Encrypt the BL key with the user's password? I mean there are a lot of technical solutions besides "we're gonna keep the BL keys in the clear and readily available for anyone".
This is a bit tricky as it couples the user's password with the disk encryption key. If a user changes the password they would then need to change the encryption key, or remember the previous (possibly compromised) password. A better option is to force the user to record a complex hash, but that's never going to be user friendly when it comes to the average computer user.
Basically, we need better education about the issue, but as this is the case with almost every contentious issue in the world right now, I can't imagine this particular issue will bubble to the top of the awareness heap.
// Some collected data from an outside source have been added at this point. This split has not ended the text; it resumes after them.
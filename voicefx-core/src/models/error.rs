use thiserror::Error;

/// Errors that can occur while recording a transformed voice stream.
///
/// Each variant belongs to one [`ErrorKind`], which decides how the session
/// reacts: configuration and state errors leave the session untouched,
/// engine errors are reported per chunk, storage errors end the session.
#[derive(Debug, Error, Clone, PartialEq, Eq)]
pub enum CaptureError {
    #[error("configuration failed: {0}")]
    ConfigurationFailed(String),

    #[error("storage error: {0}")]
    StorageError(String),

    #[error("transform engine failed: {0}")]
    EngineFailed(String),

    #[error("a recording session is already in progress")]
    AlreadyRecording,

    #[error("no recording session is in progress")]
    NotRecording,

    #[error("device not available")]
    DeviceNotAvailable,

    #[error("unknown error: {0}")]
    Unknown(String),
}

/// Coarse classification of a [`CaptureError`].
#[derive(Debug, Clone, Copy, PartialEq, Eq, Hash)]
pub enum ErrorKind {
    /// Invalid format or session parameters. Fatal to `start`.
    Configuration,
    /// File creation, append or finalize failure. Fatal to the session.
    Io,
    /// Transform feed/drain failure. Non-fatal.
    Engine,
    /// Operation not allowed in the current session state.
    State,
    /// Capture device failure.
    Device,
}

impl CaptureError {
    pub fn kind(&self) -> ErrorKind {
        match self {
            Self::ConfigurationFailed(_) => ErrorKind::Configuration,
            Self::StorageError(_) => ErrorKind::Io,
            Self::EngineFailed(_) => ErrorKind::Engine,
            Self::AlreadyRecording | Self::NotRecording => ErrorKind::State,
            Self::DeviceNotAvailable | Self::Unknown(_) => ErrorKind::Device,
        }
    }

    /// Whether this error ends the current recording session.
    pub fn is_fatal_to_session(&self) -> bool {
        matches!(self.kind(), ErrorKind::Io)
    }
}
I thought this was what happened. Clearly not :( That’s the idea with services like 1Password (which I suppose is ultimately doing the same thing) - you need both the key held on the device and the password.
I suppose this all falls apart when the PC unlock password is your MS account password, the MS account can reset the local password. In Mac OS / Linux, you reset the login password, you loose the keychain.
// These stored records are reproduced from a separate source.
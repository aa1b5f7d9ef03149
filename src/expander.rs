//! Recursive placeholder expansion.
//!
//! A raw value may name other properties between pairs of unescaped `%`
//! characters. Expanding a property replaces every such placeholder with the
//! referenced property's own expanded value:
//!
//! ```text
//! p1=blee
//! p2=p1 value is %p1%.        ->  "p1 value is blee."
//! home=%env.HOME%             ->  value of HOME in the environment source
//! ```
//!
//! Escaped delimiters (`\%`) are left in the text as written, escape
//! character included.

use crate::env::EnvironmentSource;
use crate::error::{ConfigError, ConfigResult};
use crate::format::format_message;
use crate::scanner;
use std::collections::HashMap;

/// The character delimiting a placeholder.
pub const SUBSTITUTION_TOKEN: char = '%';

/// Placeholder prefix selecting the environment source instead of the store.
pub const ENV_PREFIX: &str = "env.";

/// Resolves placeholders against a raw property map and an environment source.
///
/// Nothing is cached: every call re-expands from the raw values.
pub struct Expander<'a> {
    properties: &'a HashMap<String, String>,
    env: &'a dyn EnvironmentSource,
}

impl<'a> Expander<'a> {
    /// Creates an expander over `properties`, resolving `env.` placeholders
    /// through `env`.
    pub fn new(properties: &'a HashMap<String, String>, env: &'a dyn EnvironmentSource) -> Self {
        Self { properties, env }
    }

    /// Expands the property `name`.
    ///
    /// # Errors
    /// * `ConfigError::MissingProperty` - `name` or a name it references is undefined
    /// * `ConfigError::MalformedSubstitution` - a raw value has an unmatched `%`
    /// * `ConfigError::CyclicSubstitution` - a property refers back to itself
    pub fn expand(&self, name: &str) -> ConfigResult<String> {
        let mut chain = Vec::new();
        self.expand_in_chain(name, &mut chain)
    }

    /// Expands `name`, then substitutes `{0}`, `{1}`, ... with `args`.
    pub fn expand_with_args<S: AsRef<str>>(&self, name: &str, args: &[S]) -> ConfigResult<String> {
        let expanded = self.expand(name)?;
        format_message(&expanded, args)
    }

    fn expand_in_chain(&self, name: &str, chain: &mut Vec<String>) -> ConfigResult<String> {
        if chain.iter().any(|visited| visited == name) {
            let mut cycle = chain.clone();
            cycle.push(name.to_string());
            return Err(ConfigError::CyclicSubstitution { chain: cycle });
        }

        let raw = self
            .properties
            .get(name)
            .ok_or_else(|| ConfigError::missing_property(name))?;

        let delimiters = scanner::indices(raw, SUBSTITUTION_TOKEN);
        if delimiters.len() % 2 != 0 {
            return Err(ConfigError::malformed_substitution(name, raw.as_str()));
        }
        if delimiters.is_empty() {
            return Ok(raw.clone());
        }

        chain.push(name.to_string());
        let mut expanded = raw.clone();

        for span in delimiters.chunks_exact(2) {
            let inner = &raw[span[0] + 1..span[1]];
            let value = match inner.strip_prefix(ENV_PREFIX) {
                Some(env_name) => self
                    .env
                    .get_env(env_name)
                    .ok_or_else(|| ConfigError::missing_env(env_name))?,
                None => self.expand_in_chain(inner, chain)?,
            };
            tracing::trace!(property = name, placeholder = inner, "substituting placeholder");

            let token = format!("{SUBSTITUTION_TOKEN}{inner}{SUBSTITUTION_TOKEN}");
            expanded = expanded.replace(&token, &value);
        }

        chain.pop();
        Ok(expanded)
    }
}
At this point, end-to-end encryption is a solved problems when password managers exist. Not doing it means either Microsoft doesn't care enough, or is actually interested on keeping it this way
For something as widely adopted as Windows, the only sensible alternative is to not encrypt the disk by default.
The default behavior will never ever be to "encrypt the disk by a key and encrypt the key with the user's password." It just doesn't work in real life. You'll have thousands of users who lost access to their disks every week.